Don’t Throw That Away: Jeff Yeager’s Earth Day Tips

The old English catchphrase during Colonial times was “Waste not, want not.” During the Great Depression, the motto was “Use it up, wear it out, make it do, or do without.” And for today’s generation inspired by the growing green movement, the mantra now is “Reduce, reuse, recycle.”

In celebration of Earth Day, April 22nd, I’m encouraging people to take a few minutes to think extra hard about the second element of that last phrase, the “reuse” part.

According to the EPA, the average American generates about 4.5 pounds of trash every day. That means that during your lifetime, you’ll likely throw away about 600 times your body weight in solid waste (another good reason to lose some weight, I suppose).

The good news is that we’ve made great strides in recycling, with almost 90 percent of U.S. households now having curbside recycling programs available to them. The bad news is the amount of trash we each produce has been growing steadily in recent decades—now nearly double what it was in the 1960s—more than offsetting the advancement we’ve made during that period of improved recycling efforts.

The focus of my latest book, Don’t Throw That Away!, is entirely on what I call “creative repurposing” or “upcycling,” ways to reuse things we normally just throw in the garbage can or recycling bin. And I’m talking about reusing all sorts of things, everything from airsickness bags to zippers, according to the alphabetized index in the book.

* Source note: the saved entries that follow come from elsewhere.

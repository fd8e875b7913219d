//! Arena storage for schema trees.
//!
//! All nodes of one tree live in a single vector and refer to each other by
//! [`NodeId`]. Parent links are plain ids, so there are no ownership cycles.

use std::ops::{Index, IndexMut};

use indexmap::IndexMap;

use super::node::{Node, NodeId, Output, Shape};

/// Snapshot taken before a mutation that may need to be undone.
#[derive(Debug, Clone)]
pub struct Checkpoint {
    len: usize,
    node: NodeId,
    saved: Node,
}

/// An arena of [`Node`]s.
#[derive(Debug, Clone, Default, PartialEq, Eq)]
pub struct Tree {
    nodes: Vec<Node>,
}

impl Tree {
    pub fn new() -> Self {
        Self::default()
    }

    /// Store a detached node and return its id.
    pub fn alloc(&mut self, node: Node) -> NodeId {
        let id = NodeId::new(self.nodes.len());
        self.nodes.push(node);
        id
    }

    pub fn len(&self) -> usize {
        self.nodes.len()
    }

    pub fn is_empty(&self) -> bool {
        self.nodes.is_empty()
    }

    pub fn get(&self, id: NodeId) -> Option<&Node> {
        self.nodes.get(id.index())
    }

    pub fn get_mut(&mut self, id: NodeId) -> Option<&mut Node> {
        self.nodes.get_mut(id.index())
    }

    /// Attach `child` under `parent`.
    ///
    /// List parents append to `items`; every other parent stores the child in
    /// `children` under its name, becoming a dict. A child with the same name
    /// as an existing one replaces it (last write wins).
    pub fn add(&mut self, parent: NodeId, child: NodeId) {
        if self[parent].shape == Shape::List {
            self.push_item(parent, child);
            return;
        }
        self[child].parent = Some(parent);
        let name = self[child].name.clone();
        let node = &mut self[parent];
        if let Some(replaced) = node.children.insert(name, child) {
            tracing::trace!(
                "child '{}' replaced in '{}' (node {} -> {})",
                self[child].name,
                self[parent].name,
                replaced.index(),
                child.index()
            );
        }
        let node = &mut self[parent];
        if node.shape != Shape::List {
            node.shape = Shape::Dict;
        }
    }

    /// Append `child` to the ordered items of `parent`, making it a list.
    pub fn push_item(&mut self, parent: NodeId, child: NodeId) {
        self[child].parent = Some(parent);
        let node = &mut self[parent];
        node.items.push(child);
        node.shape = Shape::List;
    }

    /// Look up a keyed child.
    pub fn get_child(&self, parent: NodeId, name: &str) -> Option<NodeId> {
        self.get(parent)?.children.get(name).copied()
    }

    /// Detach a keyed child, returning it.
    pub fn pop_child(&mut self, parent: NodeId, name: &str) -> Option<NodeId> {
        let child = self.get_mut(parent)?.children.shift_remove(name)?;
        self[child].parent = None;
        Some(child)
    }

    /// Child name to raw value, for dict nodes.
    pub fn to_dict(&self, id: NodeId) -> IndexMap<String, String> {
        self[id]
            .children
            .iter()
            .map(|(name, child)| (name.clone(), self[*child].raw_value.clone()))
            .collect()
    }

    /// Project the node's visible value from its shape.
    ///
    /// Lists expose their items, dicts their children; scalars and enum
    /// references keep the value they already have. Idempotent.
    pub fn project(&mut self, id: NodeId) {
        let node = &mut self[id];
        match node.shape {
            Shape::List => node.output = Output::Items,
            Shape::Dict => node.output = Output::Children,
            Shape::Scalar | Shape::EnumRef => {}
        }
    }

    pub(crate) fn set_shape(&mut self, id: NodeId, shape: Shape) {
        self[id].shape = shape;
    }

    /// Deep copy of a subtree inside this arena. The copy is detached.
    pub fn duplicate(&mut self, id: NodeId) -> NodeId {
        let source = self.clone_subtree_source(id);
        self.graft(&source, NodeId::new(0))
    }

    fn clone_subtree_source(&self, id: NodeId) -> Tree {
        let mut scratch = Tree::new();
        scratch.graft(self, id);
        scratch
    }

    /// Deep copy of a subtree from `source` into this arena. The copy is
    /// detached; ids inside it are remapped.
    pub fn graft(&mut self, source: &Tree, id: NodeId) -> NodeId {
        let mut node = source[id].clone();
        node.parent = None;
        node.items = Vec::new();
        node.children = IndexMap::new();
        let new_id = self.alloc(node);

        let mut stack = vec![(id, new_id)];
        while let Some((from, to)) = stack.pop() {
            let items = source[from]
                .items
                .iter()
                .map(|&item| (item, self.alloc_detached_copy(source, item)))
                .collect::<Vec<_>>();
            for &(_, copy) in &items {
                self[copy].parent = Some(to);
            }
            self[to].items = items.iter().map(|&(_, copy)| copy).collect();

            let children = source[from]
                .children
                .iter()
                .map(|(name, &child)| (name.clone(), child, self.alloc_detached_copy(source, child)))
                .collect::<Vec<_>>();
            for (_, _, copy) in &children {
                self[*copy].parent = Some(to);
            }
            self[to].children = children
                .iter()
                .map(|(name, _, copy)| (name.clone(), *copy))
                .collect();

            stack.extend(items);
            stack.extend(children.into_iter().map(|(_, from, to)| (from, to)));
        }
        new_id
    }

    fn alloc_detached_copy(&mut self, source: &Tree, id: NodeId) -> NodeId {
        let mut node = source[id].clone();
        node.parent = None;
        node.items = Vec::new();
        node.children = IndexMap::new();
        self.alloc(node)
    }

    /// Remember the arena length and the state of `node`.
    pub fn checkpoint(&self, node: NodeId) -> Checkpoint {
        Checkpoint {
            len: self.nodes.len(),
            node,
            saved: self[node].clone(),
        }
    }

    /// Undo everything since `checkpoint`: drop nodes allocated after it and
    /// restore the checkpointed node. Only valid when no other pre-existing
    /// node was modified in between; the instantiation engine asserts this
    /// in debug builds.
    pub fn rollback(&mut self, checkpoint: Checkpoint) {
        self.nodes.truncate(checkpoint.len);
        self[checkpoint.node] = checkpoint.saved;
    }

    /// Drop every node allocated at or after index `len`.
    pub(crate) fn truncate(&mut self, len: usize) {
        self.nodes.truncate(len);
    }

    /// Iterate the subtree rooted at `id` in pre-order (items, then children).
    pub fn descendants(&self, id: NodeId) -> Vec<NodeId> {
        let mut out = Vec::new();
        let mut stack = vec![id];
        while let Some(current) = stack.pop() {
            out.push(current);
            let node = &self[current];
            stack.extend(node.children.values().rev().copied());
            stack.extend(node.items.iter().rev().copied());
        }
        out
    }
}

impl Index<NodeId> for Tree {
    type Output = Node;

    fn index(&self, id: NodeId) -> &Node {
        &self.nodes[id.index()]
    }
}

impl IndexMut<NodeId> for Tree {
    fn index_mut(&mut self, id: NodeId) -> &mut Node {
        &mut self.nodes[id.index()]
    }
}
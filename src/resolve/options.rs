//! Instantiation limits and policies.

/// Default maximum nesting of type expansions.
pub const MAX_INSTANTIATION_DEPTH: usize = 64;

/// Default maximum number of nodes one resolution may create.
pub const MAX_INSTANTIATION_NODES: usize = 100_000;

/// What to do when an enum field names a member the enum lacks.
#[derive(Debug, Clone, Copy, PartialEq, Eq, Hash, Default)]
pub enum UnknownEnumPolicy {
    /// Abort with [`ResolveError::UnknownEnumValue`](super::ResolveError::UnknownEnumValue)
    #[default]
    Error,
    /// Leave the output unset and log a warning
    Null,
}

/// Knobs for one resolution pass.
#[derive(Debug, Clone, Copy, PartialEq, Eq)]
pub struct ResolveOptions {
    pub max_depth: usize,
    pub max_nodes: usize,
    pub unknown_enum: UnknownEnumPolicy,
}

impl Default for ResolveOptions {
    fn default() -> Self {
        Self {
            max_depth: MAX_INSTANTIATION_DEPTH,
            max_nodes: MAX_INSTANTIATION_NODES,
            unknown_enum: UnknownEnumPolicy::default(),
        }
    }
}

impl ResolveOptions {
    pub fn with_max_depth(mut self, max_depth: usize) -> Self {
        self.max_depth = max_depth;
        self
    }

    pub fn with_max_nodes(mut self, max_nodes: usize) -> Self {
        self.max_nodes = max_nodes;
        self
    }

    pub fn with_unknown_enum(mut self, policy: UnknownEnumPolicy) -> Self {
        self.unknown_enum = policy;
        self
    }
}
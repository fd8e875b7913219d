//! Foundation types for the stencil toolchain.
//!
//! This module provides the text-level helpers used throughout the crate:
//! - [`split_generics`], [`array_len`], [`substitute`] - Type text handling
//! - [`classify_literal`], [`LiteralKind`] - Lexical type inference for values
//! - [`LineCol`], [`line_col`] - Byte offset to line/column conversion
//! - [`TextRange`], [`TextSize`] - Source ranges (byte offsets)
//!
//! This module has NO dependencies on other stencil modules.

mod literal;
mod position;
mod type_ref;

pub use literal::{LiteralKind, classify_literal};
pub use position::{LineCol, line_col};
pub use type_ref::{Bindings, array_len, join_generics, split_generics, substitute};

// Re-export text-size types for convenience
pub use text_size::{TextRange, TextSize};
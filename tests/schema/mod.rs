mod tests_documents;
mod tests_limits;
mod tests_properties;
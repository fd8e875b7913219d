//! Common schema fixtures for tests.

// Definitions
pub const PAIR_DEF: &str = r#"
type Pair<A,B> = {
    A left
    B right
}
"#;

pub const COLOR_ENUM: &str = r#"
enum Color = {
    RED = #FF0000
    GREEN = #00FF00
    BLUE = #0000FF
}
"#;

pub const PAGE_DEF: &str = r#"
type Page<T> = {
    num total = 0
    [2]T data
    meta = {
        str cursor = "abc"
        T last
    }
}
"#;

// Documents
pub const USER_API: &str = r#"
# user service
type User = {
    str name: display name = "bob"
    num age = 18
    bool admin = false
    Color favourite = GREEN
}

enum Color = {
    RED = #FF0000
    GREEN = #00FF00
}

GET /users = {
    Page<User> body
}

POST /user = {
    User body
    str note = none
}

type Page<T> = {
    num total = 0
    [2]T data
}
"#;

pub const MIXED_STATEMENTS: &str = r#"
str title = "Schemas"
num count = 3
# num hidden = 1
tags = [
    "a"
    "b"
]
summary = "multi
line
text"
bool done = true
"#;

pub const SELF_REFERENTIAL: &str = r#"
type Chain = {
    num value = 1
    Chain next
}

Chain head
"#;

pub const MISMATCHED_ARGS: &str = r#"
type Pair<A,B> = {
    A left
    B right
}

GET /pairs = {
    num count = 1
    Pair<str> broken
}
"#;
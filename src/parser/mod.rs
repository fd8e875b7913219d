//! Statement matcher for the schema description language
//!
//! This module turns raw schema text into flat stub nodes:
//! - **regex** compiled from the registry's known type names
//! - one [`Statement`] per matching line, carrying its source range
//!
//! ## Architecture
//!
//! ```text
//! Source Text
//!     ↓
//! StatementMatcher (regex) → Statement (type, name, hint, value, range)
//!     ↓
//! Node::new → flat stub nodes (type inferred, generics split)
//!     ↓
//! schema → tree + type registry
//! ```
//!
//! Comment lines (`#` after trimming) and lines matching no statement shape
//! produce nothing; partial text degrades instead of failing.

mod matcher;

pub use matcher::{MatcherError, Statement, StatementMatcher};
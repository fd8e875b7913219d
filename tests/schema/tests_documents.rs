//! Whole-document parsing and resolution.

use stencil::{Output, ResolveOptions, SchemaParser};

use crate::helpers::source_fixtures::*;
use crate::helpers::tree_assertions::*;

#[test]
fn test_user_api_definitions_and_blocks() {
    let doc = SchemaParser::default().parse(USER_API).unwrap();

    assert_eq!(doc.definitions(), ["User", "Color", "Page"]);
    assert_eq!(doc.apis().len(), 2);
    let get = doc.api("/users").unwrap();
    let post = doc.api("/user").unwrap();
    assert_eq!(doc.tree()[get].kind_type, "GET");
    assert_eq!(doc.tree()[post].kind_type, "POST");
    assert_eq!(doc.position(get).unwrap().line, 15);
}

#[test]
fn test_user_api_resolves_nested_generics() {
    let doc = SchemaParser::default()
        .parse(USER_API)
        .unwrap()
        .resolve(&ResolveOptions::default())
        .unwrap();
    let tree = doc.tree();
    let get = doc.api("/users").unwrap();

    let body = child_path(tree, get, &["body"]);
    assert_eq!(tree[body].output, Output::Children);
    assert_literal(tree, child_path(tree, body, &["total"]), "0");

    let data = child_path(tree, body, &["data"]);
    assert_items(tree, data, 2, "User");
    for &user in &tree[data].items {
        assert_literal(tree, child_path(tree, user, &["name"]), "\"bob\"");
        assert_eq!(tree[child_path(tree, user, &["name"])].hint, "display name");
        assert_literal(tree, child_path(tree, user, &["favourite"]), "#00FF00");
    }
    assert_tree_shape(tree, doc.root());
}

#[test]
fn test_post_block_keeps_optional_marker() {
    let doc = SchemaParser::default()
        .parse(USER_API)
        .unwrap()
        .resolve(&ResolveOptions::default())
        .unwrap();
    let tree = doc.tree();
    let post = doc.api("/user").unwrap();

    let note = child_path(tree, post, &["note"]);
    assert!(tree[note].is_optional());
    let age = child_path(tree, post, &["body", "age"]);
    assert_literal(tree, age, "18");
}

#[test]
fn test_inline_body_inside_generic_template() {
    let text = format!("{PAGE_DEF}{PAIR_DEF}\nPage<Pair<str,num>> page\n");
    let doc = SchemaParser::default()
        .parse(&text)
        .unwrap()
        .resolve(&ResolveOptions::default())
        .unwrap();
    let tree = doc.tree();
    let page = top_level(&doc, "page");

    assert_items(tree, child_path(tree, page, &["data"]), 2, "Pair");
    assert_literal(tree, child_path(tree, page, &["meta", "cursor"]), "\"abc\"");
    let last = child_path(tree, page, &["meta", "last"]);
    assert_eq!(tree[last].kind_type, "Pair");
    assert_eq!(tree[child_path(tree, last, &["right"])].kind_type, "num");
}

#[test]
fn test_same_named_api_blocks_both_resolve() {
    let text = format!("{PAIR_DEF}\nGET /x = {{\n    Pair<str,str> a\n}}\nPOST /x = {{\n    Pair<num,num> b\n}}\n");
    let doc = SchemaParser::default()
        .parse(&text)
        .unwrap()
        .resolve(&ResolveOptions::default())
        .unwrap();
    let tree = doc.tree();

    // The tree keeps the later block; the index keeps both
    assert_eq!(tree[top_level(&doc, "/x")].kind_type, "POST");
    let get = doc.apis()[0];
    let a = child_path(tree, get, &["a"]);
    assert_eq!(tree[a].output, Output::Children);
}

#[test]
fn test_multiline_value_in_mixed_document() {
    let doc = SchemaParser::default().parse(MIXED_STATEMENTS).unwrap();
    let tree = doc.tree();
    assert_literal(tree, top_level(&doc, "summary"), "\"multi\nline\ntext\"");
    assert_literal(tree, top_level(&doc, "done"), "true");
    let tags = top_level(&doc, "tags");
    assert_items(tree, tags, 2, "str");
    assert_literal(tree, tree[tags].items[0], "\"a\"");
    assert_literal(tree, tree[tags].items[1], "\"b\"");
}

#[test]
fn test_bare_list_items_are_values() {
    let text = "nums = [\n    1\n    2.5\n]\nflags = [\n    true\n    none\n]\n";
    let doc = SchemaParser::default()
        .parse(text)
        .unwrap()
        .resolve(&ResolveOptions::default())
        .unwrap();
    let tree = doc.tree();

    let nums = top_level(&doc, "nums");
    assert_items(tree, nums, 2, "num");
    assert_literal(tree, tree[nums].items[1], "2.5");

    let flags = top_level(&doc, "flags");
    assert_eq!(tree[tree[flags].items[0]].kind_type, "bool");
    assert_literal(tree, tree[flags].items[1], "none");
}
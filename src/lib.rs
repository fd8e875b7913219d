//! # stencil-base
//!
//! Parser and generic-instantiation engine for a compact, line-oriented schema
//! language: field declarations, nested dicts and lists, enums, and API blocks
//! tagged with an HTTP method.
//!
//! ## Module Structure (dependency order)
//!
//! ```text
//! dispatch  → First-match rule dispatcher for post-processing
//!   ↓
//! schema    → Document builder: text → node tree + user type registry
//!   ↓
//! resolve   → Instantiation engine (task stack, limits, errors)
//!   ↓
//! registry  → Type registry, method-name singleton, matcher pattern
//!   ↓
//! parser    → Regex statement matcher producing stub nodes
//!   ↓
//! tree      → Node arena, Shape tag, Output projection
//!   ↓
//! base      → Type text helpers, logos literal classifier, TextRange
//! ```
//!
//! ## Example
//!
//! ```ignore
//! use stencil::{ResolveOptions, SchemaParser};
//!
//! let text = "type Pair<A,B> = {\n  A left\n  B right\n}\nPair<str,int> p\n";
//! let doc = SchemaParser::default().parse(text)?.resolve(&ResolveOptions::default())?;
//! ```

// ============================================================================
// MODULES (dependency order: base → tree → parser → registry → resolve → schema)
// ============================================================================

/// Foundation: type text helpers, literal classification, TextRange
pub mod base;

/// Node arena: Node, NodeId, Tree, Shape, Output
pub mod tree;

/// Statement matcher: regex built from a type vocabulary
pub mod parser;

/// Type registry: templates and known names
pub mod registry;

/// Instantiation engine: expanding type references into subtrees
pub mod resolve;

/// Document builder: text to tree plus user types
pub mod schema;

/// First-match rule dispatcher
pub mod dispatch;

/// Serde views over resolved trees
#[cfg(feature = "interchange")]
pub mod interchange;

// Re-export commonly needed items
pub use base::{LineCol, TextRange, TextSize};
pub use dispatch::Dispatcher;
pub use parser::{MatcherError, Statement, StatementMatcher};
pub use registry::{METHOD_TYPES, Registry};
pub use resolve::{
    MAX_INSTANTIATION_DEPTH, MAX_INSTANTIATION_NODES, ResolveError, ResolveOptions,
    UnknownEnumPolicy, instantiate, instantiate_all, resolve,
};
pub use schema::{Document, SchemaError, SchemaParser};
pub use tree::{Node, NodeId, Output, Shape, Tree};
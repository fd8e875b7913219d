//! Logos-based classifier for statement values.
//!
//! When a statement carries no explicit type, its type is inferred from the
//! lexical shape of the value after `=`.

use logos::Logos;

/// Lexical category of a statement value.
#[derive(Debug, Clone, Copy, PartialEq, Eq, Hash)]
pub enum LiteralKind {
    /// No value at all (a required field)
    Empty,
    /// Quoted text, or the opening line of a multi-line string
    Str,
    /// Integer or decimal number
    Number,
    /// `true` / `false`
    Bool,
    /// The `none` optional marker
    None,
    /// `{` opening a dict body
    OpenDict,
    /// `[` opening a list body
    OpenList,
    /// Any other bare text
    Word,
}

impl LiteralKind {
    /// The type name inferred for a value of this kind.
    pub fn inferred_type(&self) -> &'static str {
        match self {
            Self::Str | Self::Word => "str",
            Self::Number => "num",
            Self::Bool => "bool",
            Self::None | Self::Empty => "any",
            Self::OpenDict => "dict",
            Self::OpenList => "list",
        }
    }

    /// Whether the value is a plain literal that becomes the initial output.
    pub fn is_literal(&self) -> bool {
        !matches!(self, Self::Empty | Self::OpenDict | Self::OpenList)
    }
}

#[derive(Logos, Debug, Clone, Copy, PartialEq)]
enum LiteralToken {
    #[regex(r#""([^"\\]|\\.)*""#)]
    #[regex(r"'[^']*'")]
    #[regex(r"`[^`]*`")]
    Quoted,

    #[regex(r"-?[0-9]+")]
    #[regex(r"-?[0-9]*\.[0-9]+([eE][+-]?[0-9]+)?")]
    Number,

    #[token("true")]
    #[token("false")]
    Bool,

    #[token("none")]
    None,

    #[token("{")]
    LBrace,

    #[token("[")]
    LBracket,
}

impl From<LiteralToken> for LiteralKind {
    fn from(token: LiteralToken) -> Self {
        match token {
            LiteralToken::Quoted => Self::Str,
            LiteralToken::Number => Self::Number,
            LiteralToken::Bool => Self::Bool,
            LiteralToken::None => Self::None,
            LiteralToken::LBrace => Self::OpenDict,
            LiteralToken::LBracket => Self::OpenList,
        }
    }
}

/// Classify a raw statement value.
///
/// A trailing `,constant` marker is ignored. The value must lex as exactly one
/// token to get a specific kind; otherwise it is [`LiteralKind::Word`], or
/// [`LiteralKind::Str`] when it opens with a quote that is never closed.
pub fn classify_literal(value: &str) -> LiteralKind {
    let text = value.trim();
    let text = text.strip_suffix(",constant").unwrap_or(text).trim_end();
    if text.is_empty() {
        return LiteralKind::Empty;
    }

    let mut lexer = LiteralToken::lexer(text);
    let first = lexer.next();
    let spans_all = lexer.span().end == text.len();

    match first {
        Some(Ok(token)) if spans_all && lexer.next().is_none() => token.into(),
        _ if text.starts_with(['"', '\'', '`']) => LiteralKind::Str,
        _ => LiteralKind::Word,
    }
}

By getting a little creative and reusing would-be throwaway items, you’ll not only help save the Earth’s resources and live lighter on the planet, but you can also save some money at the same time. Here are a few examples of creative repurposing:

  • Fruit and vegetable peels: Of course you can compost them (and I give readers all the rotten details about composting in the book), but the skins of many types of fruits and veggies have a multitude of other uses as well, including: banana peels can be used to shine shoes (I call it a “banana split shine”) as well as fertilize your prize rose bushes and protect them from insects; papaya peels contain vitamin A and papain, which makes them great for softening skin and soothing cracked heels, and peach skins work similar magic; scrub copper pots and pans with lemon peels or other citrus rinds and a little baking soda for a bright and shiny finish; you can even naturally darken greying hair using potato peels!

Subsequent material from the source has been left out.